── Data extracts ──

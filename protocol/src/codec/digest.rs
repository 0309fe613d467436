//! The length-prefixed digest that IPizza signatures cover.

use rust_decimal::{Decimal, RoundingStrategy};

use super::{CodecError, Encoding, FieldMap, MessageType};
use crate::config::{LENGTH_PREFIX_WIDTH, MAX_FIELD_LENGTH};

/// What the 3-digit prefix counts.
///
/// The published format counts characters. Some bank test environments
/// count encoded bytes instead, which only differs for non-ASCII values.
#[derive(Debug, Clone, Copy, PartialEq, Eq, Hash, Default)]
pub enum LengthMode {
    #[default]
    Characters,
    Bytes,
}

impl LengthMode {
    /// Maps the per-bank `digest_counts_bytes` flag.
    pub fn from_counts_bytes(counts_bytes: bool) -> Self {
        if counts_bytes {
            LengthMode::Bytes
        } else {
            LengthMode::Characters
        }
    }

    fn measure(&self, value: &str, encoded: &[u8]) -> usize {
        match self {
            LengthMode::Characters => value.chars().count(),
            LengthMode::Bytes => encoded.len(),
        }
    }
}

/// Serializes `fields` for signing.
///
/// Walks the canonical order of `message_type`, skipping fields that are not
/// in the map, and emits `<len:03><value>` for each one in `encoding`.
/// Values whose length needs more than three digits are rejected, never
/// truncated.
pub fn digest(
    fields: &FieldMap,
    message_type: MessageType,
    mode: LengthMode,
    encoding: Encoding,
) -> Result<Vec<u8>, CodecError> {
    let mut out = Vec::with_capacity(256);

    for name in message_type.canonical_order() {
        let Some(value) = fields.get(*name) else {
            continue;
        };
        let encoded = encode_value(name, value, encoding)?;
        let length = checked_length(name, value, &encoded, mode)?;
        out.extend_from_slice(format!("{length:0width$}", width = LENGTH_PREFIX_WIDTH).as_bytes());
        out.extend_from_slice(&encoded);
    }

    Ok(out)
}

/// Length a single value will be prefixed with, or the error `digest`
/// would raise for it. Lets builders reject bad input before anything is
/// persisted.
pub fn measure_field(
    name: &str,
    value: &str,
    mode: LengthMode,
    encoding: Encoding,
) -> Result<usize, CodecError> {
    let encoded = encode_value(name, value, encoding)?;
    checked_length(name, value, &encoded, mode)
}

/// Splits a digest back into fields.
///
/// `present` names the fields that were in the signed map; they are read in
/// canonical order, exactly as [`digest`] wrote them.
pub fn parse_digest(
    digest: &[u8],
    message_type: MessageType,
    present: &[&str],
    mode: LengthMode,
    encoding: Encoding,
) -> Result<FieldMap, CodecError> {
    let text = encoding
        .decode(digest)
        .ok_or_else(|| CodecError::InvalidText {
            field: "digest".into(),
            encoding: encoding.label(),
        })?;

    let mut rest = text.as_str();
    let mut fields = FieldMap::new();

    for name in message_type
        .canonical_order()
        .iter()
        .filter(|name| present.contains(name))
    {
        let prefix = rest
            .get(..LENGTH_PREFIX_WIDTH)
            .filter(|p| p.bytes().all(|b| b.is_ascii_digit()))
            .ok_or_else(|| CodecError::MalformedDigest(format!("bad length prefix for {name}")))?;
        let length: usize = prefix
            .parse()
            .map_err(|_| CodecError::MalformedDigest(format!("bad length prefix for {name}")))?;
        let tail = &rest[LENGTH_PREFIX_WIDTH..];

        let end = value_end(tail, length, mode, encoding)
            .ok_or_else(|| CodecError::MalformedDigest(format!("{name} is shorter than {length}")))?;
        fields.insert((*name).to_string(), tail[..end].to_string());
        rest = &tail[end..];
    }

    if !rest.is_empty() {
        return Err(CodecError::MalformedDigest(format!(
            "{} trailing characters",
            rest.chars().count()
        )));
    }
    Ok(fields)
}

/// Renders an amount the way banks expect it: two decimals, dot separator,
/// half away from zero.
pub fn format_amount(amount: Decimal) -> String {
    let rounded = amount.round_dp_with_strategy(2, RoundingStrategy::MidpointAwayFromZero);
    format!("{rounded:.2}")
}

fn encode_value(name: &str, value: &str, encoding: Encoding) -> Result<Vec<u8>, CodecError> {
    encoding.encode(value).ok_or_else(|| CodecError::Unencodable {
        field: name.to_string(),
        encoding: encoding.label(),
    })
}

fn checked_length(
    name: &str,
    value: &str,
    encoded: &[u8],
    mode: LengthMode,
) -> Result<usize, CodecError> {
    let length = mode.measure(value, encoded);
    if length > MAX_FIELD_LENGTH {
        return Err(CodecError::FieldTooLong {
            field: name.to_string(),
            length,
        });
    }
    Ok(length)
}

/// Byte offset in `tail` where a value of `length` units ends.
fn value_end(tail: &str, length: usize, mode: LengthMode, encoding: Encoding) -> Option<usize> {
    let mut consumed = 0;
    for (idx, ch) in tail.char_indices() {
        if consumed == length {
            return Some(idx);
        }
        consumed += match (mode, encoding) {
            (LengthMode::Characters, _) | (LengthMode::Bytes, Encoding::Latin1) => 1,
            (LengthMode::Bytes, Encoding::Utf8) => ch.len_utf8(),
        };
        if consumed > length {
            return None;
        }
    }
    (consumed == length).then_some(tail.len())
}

───
── Data extracts ──

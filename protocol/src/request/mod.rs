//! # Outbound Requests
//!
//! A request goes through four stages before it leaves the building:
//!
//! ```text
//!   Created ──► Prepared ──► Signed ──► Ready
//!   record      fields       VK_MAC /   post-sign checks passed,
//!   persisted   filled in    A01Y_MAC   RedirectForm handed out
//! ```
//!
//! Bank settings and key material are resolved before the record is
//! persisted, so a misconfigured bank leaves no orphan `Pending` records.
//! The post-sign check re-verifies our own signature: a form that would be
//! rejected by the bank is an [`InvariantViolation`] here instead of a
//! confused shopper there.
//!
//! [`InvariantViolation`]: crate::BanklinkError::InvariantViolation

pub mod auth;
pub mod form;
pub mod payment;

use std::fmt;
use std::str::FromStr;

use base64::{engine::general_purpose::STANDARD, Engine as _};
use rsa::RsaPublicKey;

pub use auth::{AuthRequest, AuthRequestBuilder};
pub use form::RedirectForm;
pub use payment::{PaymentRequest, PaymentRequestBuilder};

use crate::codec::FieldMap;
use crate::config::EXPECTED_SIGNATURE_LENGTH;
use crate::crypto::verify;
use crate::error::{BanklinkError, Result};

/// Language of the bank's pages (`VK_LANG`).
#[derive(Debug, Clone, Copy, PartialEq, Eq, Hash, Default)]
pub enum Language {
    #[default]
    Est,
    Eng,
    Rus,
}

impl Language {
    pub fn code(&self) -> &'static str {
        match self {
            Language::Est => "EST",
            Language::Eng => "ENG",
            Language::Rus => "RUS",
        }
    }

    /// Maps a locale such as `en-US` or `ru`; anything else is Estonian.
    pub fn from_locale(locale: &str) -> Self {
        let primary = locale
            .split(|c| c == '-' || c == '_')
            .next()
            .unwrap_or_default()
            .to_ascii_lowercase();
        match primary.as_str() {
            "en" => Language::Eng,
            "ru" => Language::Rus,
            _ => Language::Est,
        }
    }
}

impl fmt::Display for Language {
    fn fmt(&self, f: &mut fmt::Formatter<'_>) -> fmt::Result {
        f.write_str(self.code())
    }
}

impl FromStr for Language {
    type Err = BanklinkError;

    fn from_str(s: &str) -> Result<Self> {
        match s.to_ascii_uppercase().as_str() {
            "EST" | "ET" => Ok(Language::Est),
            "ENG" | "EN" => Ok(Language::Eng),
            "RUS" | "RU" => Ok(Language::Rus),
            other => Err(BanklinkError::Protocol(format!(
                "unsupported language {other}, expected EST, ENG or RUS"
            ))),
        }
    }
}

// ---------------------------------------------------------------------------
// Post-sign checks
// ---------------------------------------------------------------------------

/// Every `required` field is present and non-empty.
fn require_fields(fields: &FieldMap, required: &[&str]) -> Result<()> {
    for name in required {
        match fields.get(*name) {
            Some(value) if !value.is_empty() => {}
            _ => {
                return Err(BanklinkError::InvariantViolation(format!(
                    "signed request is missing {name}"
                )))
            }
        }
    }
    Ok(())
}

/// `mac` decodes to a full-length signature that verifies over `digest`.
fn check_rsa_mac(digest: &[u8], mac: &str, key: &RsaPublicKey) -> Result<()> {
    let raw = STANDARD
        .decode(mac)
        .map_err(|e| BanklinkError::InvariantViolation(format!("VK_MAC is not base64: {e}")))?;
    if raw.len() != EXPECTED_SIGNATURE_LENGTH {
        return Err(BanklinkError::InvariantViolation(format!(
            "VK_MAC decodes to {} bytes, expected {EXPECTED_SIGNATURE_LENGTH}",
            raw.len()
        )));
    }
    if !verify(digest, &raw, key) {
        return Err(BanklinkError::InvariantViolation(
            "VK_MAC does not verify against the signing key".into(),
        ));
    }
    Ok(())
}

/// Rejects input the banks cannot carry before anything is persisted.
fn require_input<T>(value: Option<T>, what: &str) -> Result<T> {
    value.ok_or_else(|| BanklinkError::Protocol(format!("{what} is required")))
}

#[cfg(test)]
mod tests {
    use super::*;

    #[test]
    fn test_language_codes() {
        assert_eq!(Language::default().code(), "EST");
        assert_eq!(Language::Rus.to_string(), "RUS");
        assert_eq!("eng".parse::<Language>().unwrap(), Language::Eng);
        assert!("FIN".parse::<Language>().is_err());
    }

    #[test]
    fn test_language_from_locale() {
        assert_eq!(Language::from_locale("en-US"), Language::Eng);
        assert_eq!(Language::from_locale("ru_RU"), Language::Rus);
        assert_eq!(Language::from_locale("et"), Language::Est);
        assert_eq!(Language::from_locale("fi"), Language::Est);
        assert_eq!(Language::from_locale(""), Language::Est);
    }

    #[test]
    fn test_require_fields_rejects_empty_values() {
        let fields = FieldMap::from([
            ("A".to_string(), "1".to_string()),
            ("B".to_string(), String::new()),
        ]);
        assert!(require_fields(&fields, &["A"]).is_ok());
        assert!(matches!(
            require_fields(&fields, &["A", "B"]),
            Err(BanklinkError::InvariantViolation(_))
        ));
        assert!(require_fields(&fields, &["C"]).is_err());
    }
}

───

## Assignment
Copy out every line of the material above that contains the string "encoded".

## Written reply
/// count encoded bytes instead, which only differs for non-ASCII values.
    fn measure(&self, value: &str, encoded: &[u8]) -> usize {
            LengthMode::Bytes => encoded.len(),
        let encoded = encode_value(name, value, encoding)?;
        let length = checked_length(name, value, &encoded, mode)?;
        out.extend_from_slice(&encoded);
    let encoded = encode_value(name, value, encoding)?;
    checked_length(name, value, &encoded, mode)
    encoded: &[u8],
    let length = mode.measure(value, encoded);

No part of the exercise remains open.